Despertou naquele manhã de Outubro, igual aos anteriores. Ainda sem abrir os olhos, por alguns segundos não soube onde estava, mas a dor intensa no pescoço e nos ombros logo a fez lembrar. Estava no único lugar possível, exatamente onde deveria estar. Sentia que a cadeira de hospital já tinha adquirido o formato do seu corpo – ou, talvez, o seu corpo havia adquirido o formato da cadeira.

Respirou fundo e esfregou os olhos, apressando o despertar com esperança. Ajeitou a postura e olhou para Camila, que ainda dormia. Teve esperança de ver os dedos dos pés se mexerem, de ouvir os grunhidos que fazia quando acordava; esperava, até mesmo, a voz reclamando de toda a claridade excessiva no quarto. Levantou-se lentamente e foi até a cama. Segurou sua mão e estendeu-lhe um "bom dia" sussurrado, quase com medo de que a voz a despertasse, mesmo sabendo que o seu despertar era o que mais queria naquele momento.

— Bom dia... – A voz masculina cumprimentava com um tom sorridente.

— Bom dia.

— Trouxe flores. Bom, um vaso com flores. – Aproximou-se.

— Obrigada, Gui. – Gabriela sorriu pelo gesto.

— Como ela está? – Guilherme colocou o vaso ao lado da cama e segurou a outra mão direita de Camila.

— Igual, até agora tudo igual.

— Há quanto tempo você não vai pra casa?

— Por quê? – Gabriela mantinha os olhos fixos em Camila. Sabia o que viria e tentava disfarçar.

— Você tá péssima. – Sussurrou.

— Eu tô bem. Eu preciso ficar com ela. – Tentou encerrar o assunto.

— Não, você precisa ir pra casa, tomar um banho, comer e dormir decentemente, pra quando ela acordar, não ver você desse jeito, ou pode desapaixonar. – O rapaz brincou.

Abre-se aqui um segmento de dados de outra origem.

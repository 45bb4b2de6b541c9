//! UsageCore: the Facade entry-point for the tray/panel shell.
//!
//! This struct owns every shared service and exposes high-level methods.
//! Consumers never need to wire the store, tracker, cache and event channel
//! together themselves.

use std::sync::Arc;

use tokio::sync::broadcast;

use crate::config::SettingsStore;
use crate::notifications::CrossingTracker;
use crate::usage::SharedUsageCache;

use super::events::{CoreEvent, EventSender};

/// Default broadcast channel capacity
const EVENT_CHANNEL_CAPACITY: usize = 256;

/// The Facade that wraps all usagebar-core services.
///
/// Constructed via [`UsageCoreBuilder`](super::builder::UsageCoreBuilder).
pub struct UsageCore {
    /// Persisted user preferences
    settings: Arc<SettingsStore>,
    /// Per-metric crossing state, shared with the poller
    tracker: Arc<CrossingTracker>,
    /// Last successful snapshot per provider
    cache: SharedUsageCache,
    /// Broadcast sender for core events
    event_tx: EventSender,
}

impl UsageCore {
    /// Create a new UsageCore instance (prefer `UsageCoreBuilder`)
    pub(crate) fn new(
        settings: Arc<SettingsStore>,
        tracker: Arc<CrossingTracker>,
        cache: SharedUsageCache,
    ) -> Self {
        let (event_tx, _) = broadcast::channel::<CoreEvent>(EVENT_CHANNEL_CAPACITY);
        Self {
            settings,
            tracker,
            cache,
            event_tx,
        }
    }

    /// Shared settings store
    pub fn settings_store(&self) -> &Arc<SettingsStore> {
        &self.settings
    }

    /// Get a clone of the broadcast event sender.
    pub(crate) fn event_sender(&self) -> EventSender {
        self.event_tx.clone()
    }

    // =========================================================
    // Internal accessors for query/action impls
    // =========================================================

    pub(crate) fn tracker(&self) -> &Arc<CrossingTracker> {
        &self.tracker
    }

    pub(crate) fn cache(&self) -> &SharedUsageCache {
        &self.cache
    }
}
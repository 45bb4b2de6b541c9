mod cli;

pub use cli::{Command, Config, RunArgs};
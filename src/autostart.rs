//! Start-at-login registration.
//!
//! macOS: a LaunchAgent plist with `RunAtLoad`. Elsewhere: an XDG autostart
//! `.desktop` entry. Registration state is the presence of that file.

use anyhow::{Context, Result};
use std::fs;
use std::io::ErrorKind;
use std::path::{Path, PathBuf};
use tracing::debug;

use usagebar_core::autostart::Autostart;

#[cfg(target_os = "macos")]
const LAUNCH_AGENT_LABEL: &str = "com.usagebar.app";

#[cfg(not(target_os = "macos"))]
const DESKTOP_ENTRY_FILE: &str = "usagebar.desktop";

/// Login item for the running executable
#[derive(Debug, Clone)]
pub struct LoginItem {
    /// Registration file (plist or desktop entry)
    path: PathBuf,
    /// Executable launched at login
    exe: PathBuf,
    /// Arguments passed to the executable
    args: Vec<String>,
}

impl LoginItem {
    /// Login item for the current executable at the platform's default location
    pub fn new(args: Vec<String>) -> Result<Self> {
        let exe = std::env::current_exe().context("Failed to resolve current executable")?;
        Ok(Self::with_paths(default_entry_path()?, exe, args))
    }

    /// Login item with explicit registration file and executable
    pub fn with_paths(path: PathBuf, exe: PathBuf, args: Vec<String>) -> Self {
        Self { path, exe, args }
    }

    /// Registration file location
    pub fn path(&self) -> &Path {
        &self.path
    }

    #[cfg(target_os = "macos")]
    fn entry_contents(&self) -> String {
        let exe = self.exe.to_string_lossy();
        let mut program_args = format!("        <string>{}</string>\n", xml_escape(&exe));
        for arg in &self.args {
            program_args.push_str(&format!("        <string>{}</string>\n", xml_escape(arg)));
        }
        format!(
            r#"<?xml version="1.0" encoding="UTF-8"?>
<!DOCTYPE plist PUBLIC "-//Apple//DTD PLIST 1.0//EN" "http://www.apple.com/DTDs/PropertyList-1.0.dtd">
<plist version="1.0">
<dict>
    <key>Label</key>
    <string>{}</string>
    <key>ProgramArguments</key>
    <array>
{}    </array>
    <key>RunAtLoad</key>
    <true/>
</dict>
</plist>
"#,
            LAUNCH_AGENT_LABEL, program_args
        )
    }

    #[cfg(not(target_os = "macos"))]
    fn entry_contents(&self) -> String {
        let mut exec = desktop_quote(&self.exe.to_string_lossy());
        for arg in &self.args {
            exec.push(' ');
            exec.push_str(&desktop_quote(arg));
        }
        format!(
            "[Desktop Entry]\n\
             Type=Application\n\
             Name=usagebar\n\
             Comment=Menu bar monitor for AI usage limits\n\
             Exec={}\n\
             Terminal=false\n\
             X-GNOME-Autostart-enabled=true\n",
            exec
        )
    }
}

impl Autostart for LoginItem {
    fn enable(&self) -> Result<()> {
        if let Some(dir) = self.path.parent() {
            fs::create_dir_all(dir)
                .with_context(|| format!("Failed to create {}", dir.display()))?;
        }
        fs::write(&self.path, self.entry_contents())
            .with_context(|| format!("Failed to write {}", self.path.display()))?;
        debug!(path = ?self.path, "Login item registered");
        Ok(())
    }

    fn disable(&self) -> Result<()> {
        match fs::remove_file(&self.path) {
            Ok(()) => {
                debug!(path = ?self.path, "Login item removed");
                Ok(())
            }
            Err(e) if e.kind() == ErrorKind::NotFound => Ok(()),
            Err(e) => {
                Err(e).with_context(|| format!("Failed to remove {}", self.path.display()))
            }
        }
    }

    fn is_enabled(&self) -> Result<bool> {
        Ok(self.path.exists())
    }
}

#[cfg(target_os = "macos")]
fn default_entry_path() -> Result<PathBuf> {
    let home = dirs::home_dir().context("Could not determine home directory")?;
    Ok(home
        .join("Library/LaunchAgents")
        .join(format!("{}.plist", LAUNCH_AGENT_LABEL)))
}

#[cfg(not(target_os = "macos"))]
fn default_entry_path() -> Result<PathBuf> {
    let config = dirs::config_dir().context("Could not determine config directory")?;
    Ok(config.join("autostart").join(DESKTOP_ENTRY_FILE))
}

#[cfg(target_os = "macos")]
fn xml_escape(s: &str) -> String {
    s.replace('&', "&amp;")
        .replace('<', "&lt;")
        .replace('>', "&gt;")
}

/// Quote an Exec argument when it contains spaces or reserved characters
#[cfg(not(target_os = "macos"))]
fn desktop_quote(s: &str) -> String {
    let needs_quotes = s.is_empty()
        || s
            .chars()
            .any(|c| c.is_whitespace() || "\"'\\><~|&;$*?#()`".contains(c));
    if !needs_quotes {
        return s.to_string();
    }
    let mut quoted = String::from("\"");
    for c in s.chars() {
        if matches!(c, '"' | '`' | '$' | '\\') {
            quoted.push('\\');
        }
        quoted.push(c);
    }
    quoted.push('"');
    quoted
}

#[cfg(test)]
mod tests {
    use super::*;

    fn item(dir: &Path) -> LoginItem {
        LoginItem::with_paths(
            dir.join("autostart").join("entry"),
            PathBuf::from("/opt/usagebar/bin/usagebar"),
            vec![
                "run".to_string(),
                "--source".to_string(),
                "Claude=claude-usage --json".to_string(),
            ],
        )
    }

    #[test]
    fn test_enable_disable_cycle() {
        let dir = tempfile::tempdir().unwrap();
        let login = item(dir.path());

        assert!(!login.is_enabled().unwrap());
        login.enable().unwrap();
        assert!(login.is_enabled().unwrap());

        // Enabling twice rewrites the same entry
        login.enable().unwrap();
        assert!(login.is_enabled().unwrap());

        login.disable().unwrap();
        assert!(!login.is_enabled().unwrap());

        // Already absent is not an error
        login.disable().unwrap();
    }

    #[test]
    fn test_enable_fails_when_parent_is_a_file() {
        let dir = tempfile::tempdir().unwrap();
        fs::write(dir.path().join("autostart"), "").unwrap();

        let login = item(dir.path());
        assert!(login.enable().is_err());
        assert!(!login.is_enabled().unwrap());
    }

    #[cfg(not(target_os = "macos"))]
    #[test]
    fn test_desktop_entry_contents() {
        let dir = tempfile::tempdir().unwrap();
        let login = item(dir.path());
        login.enable().unwrap();

        let contents = fs::read_to_string(login.path()).unwrap();
        assert!(contents.starts_with("[Desktop Entry]\n"));
        assert!(contents.contains(
            "Exec=/opt/usagebar/bin/usagebar run --source \"Claude=claude-usage --json\"\n"
        ));
        assert!(contents.contains("X-GNOME-Autostart-enabled=true\n"));
    }

    #[cfg(target_os = "macos")]
    #[test]
    fn test_launch_agent_contents() {
        let dir = tempfile::tempdir().unwrap();
        let login = item(dir.path());
        login.enable().unwrap();

        let contents = fs::read_to_string(login.path()).unwrap();
        assert!(contents.contains("<string>com.usagebar.app</string>"));
        assert!(contents.contains("<string>/opt/usagebar/bin/usagebar</string>"));
        assert!(contents.contains("<string>Claude=claude-usage --json</string>"));
        assert!(contents.contains("<key>RunAtLoad</key>\n    <true/>"));
    }

    #[cfg(not(target_os = "macos"))]
    #[test]
    fn test_default_path_under_xdg_config() {
        let home = tempfile::tempdir().unwrap();
        temp_env::with_vars(
            [
                ("HOME", Some(home.path().as_os_str())),
                ("XDG_CONFIG_HOME", None),
            ],
            || {
                let path = default_entry_path().unwrap();
                assert_eq!(path, home.path().join(".config/autostart/usagebar.desktop"));
            },
        );
    }

    #[cfg(target_os = "macos")]
    #[test]
    fn test_default_path_under_launch_agents() {
        let home = tempfile::tempdir().unwrap();
        temp_env::with_var("HOME", Some(home.path()), || {
            let path = default_entry_path().unwrap();
            assert_eq!(
                path,
                home.path()
                    .join("Library/LaunchAgents/com.usagebar.app.plist")
            );
        });
    }
}
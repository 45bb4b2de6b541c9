//! Desktop notifications through the platform's notification command.

use anyhow::{Context, Result};
use std::process::Stdio;
use tokio::process::Command;
use tokio::task::JoinHandle;
use tracing::debug;

use usagebar_core::notifications::Notifier;

#[cfg(not(target_os = "macos"))]
const APP_NAME: &str = "usagebar";

/// Fire-and-forget OS notifier
///
/// macOS goes through `osascript`, other systems through `notify-send`.
/// Only a failure to spawn the command is reported; the child is reaped in
/// a background task. Must be called from within a Tokio runtime.
#[derive(Debug, Default, Clone, Copy)]
pub struct DesktopNotifier;

impl DesktopNotifier {
    pub fn new() -> Self {
        Self
    }
}

impl Notifier for DesktopNotifier {
    fn notify(&self, title: &str, body: &str) -> Result<()> {
        spawn_reaped(notification_command(title, body))?;
        Ok(())
    }
}

/// Spawn `cmd` and wait for it in a background task
fn spawn_reaped(mut cmd: Command) -> Result<JoinHandle<()>> {
    let runtime = tokio::runtime::Handle::try_current()
        .context("Desktop notifications need a running Tokio runtime")?;
    let program = cmd.as_std().get_program().to_owned();
    debug!(?cmd, "Sending desktop notification");

    let mut child = cmd
        .stdin(Stdio::null())
        .stdout(Stdio::null())
        .stderr(Stdio::null())
        .spawn()
        .with_context(|| format!("Failed to spawn {:?}", program))?;

    Ok(runtime.spawn(async move {
        match child.wait().await {
            Ok(status) if !status.success() => {
                debug!(?program, %status, "Notification command failed");
            }
            Ok(_) => {}
            Err(e) => debug!(?program, error = %e, "Failed to wait for notification command"),
        }
    }))
}

#[cfg(target_os = "macos")]
fn notification_command(title: &str, body: &str) -> Command {
    let script = format!(
        "display notification {} with title {}",
        applescript_string(body),
        applescript_string(title)
    );
    let mut cmd = Command::new("osascript");
    cmd.arg("-e").arg(script);
    cmd
}

#[cfg(not(target_os = "macos"))]
fn notification_command(title: &str, body: &str) -> Command {
    let mut cmd = Command::new("notify-send");
    cmd.arg("--app-name").arg(APP_NAME).arg(title).arg(body);
    cmd
}

/// Quote a string as an AppleScript literal
#[cfg_attr(not(target_os = "macos"), allow(dead_code))]
fn applescript_string(s: &str) -> String {
    let escaped = s.replace('\\', "\\\\").replace('"', "\\\"");
    format!("\"{}\"", escaped)
}

#[cfg(test)]
mod tests {
    use super::*;
    use pretty_assertions::assert_eq;

    #[test]
    fn test_applescript_string_escapes_quotes() {
        assert_eq!(applescript_string("plain"), "\"plain\"");
        assert_eq!(
            applescript_string(r#"say "hi" \ bye"#),
            r#""say \"hi\" \\ bye""#
        );
    }

    #[cfg(not(target_os = "macos"))]
    #[test]
    fn test_notify_send_arguments() {
        let cmd = notification_command("Claude session at 82%", "Resets in 1h 5m");
        let cmd = cmd.as_std();
        assert_eq!(cmd.get_program(), "notify-send");
        let args: Vec<_> = cmd.get_args().map(|a| a.to_string_lossy().into_owned()).collect();
        assert_eq!(
            args,
            vec![
                "--app-name",
                "usagebar",
                "Claude session at 82%",
                "Resets in 1h 5m"
            ]
        );
    }

    #[cfg(target_os = "macos")]
    #[test]
    fn test_osascript_arguments() {
        let cmd = notification_command("Claude session at 82%", "Resets in 1h 5m");
        let cmd = cmd.as_std();
        assert_eq!(cmd.get_program(), "osascript");
        let args: Vec<_> = cmd.get_args().map(|a| a.to_string_lossy().into_owned()).collect();
        assert_eq!(
            args,
            vec![
                "-e",
                "display notification \"Resets in 1h 5m\" with title \"Claude session at 82%\""
            ]
        );
    }

    #[tokio::test]
    async fn test_spawned_command_is_reaped() {
        let handle = spawn_reaped(Command::new("true")).unwrap();
        // The wait task only finishes once the child has exited and been reaped
        tokio::time::timeout(std::time::Duration::from_secs(5), handle)
            .await
            .unwrap()
            .unwrap();
    }

    #[tokio::test]
    async fn test_spawn_failure_is_reported() {
        let err = spawn_reaped(Command::new("usagebar-no-such-notifier")).unwrap_err();
        assert!(err.to_string().contains("Failed to spawn"));
    }

    #[test]
    fn test_notify_outside_runtime_is_an_error() {
        let err = spawn_reaped(Command::new("true")).unwrap_err();
        assert!(err.to_string().contains("Tokio runtime"));
    }
}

— ...Eu não posso deixar ela sozinha.

— Ela não vai ficar sozinha, eu fico aqui e faço companhia pra ela. Eu não sou a primeira pessoa que ela vê quando acorda há uns 12 anos. – Guilherme desfez o sorriso. – Crescer é um saco. A gente era tão unido quando era mais novo...

— Você ainda é o melhor amigo dela.

— Não, acho que não, hoje em dia eu sou só o irmão mais velho chato e engravatado.

— Ela não acha isso.

— Não?

— Não te acha engravatado.

Os dois se entreolharam e trocaram uma risada.

— Vai pra casa, Gabriela. Descansa. Eu tomo conta dela enquanto você estiver fora, não se preocupa, ela também é tudo pra mim. – Sorriu.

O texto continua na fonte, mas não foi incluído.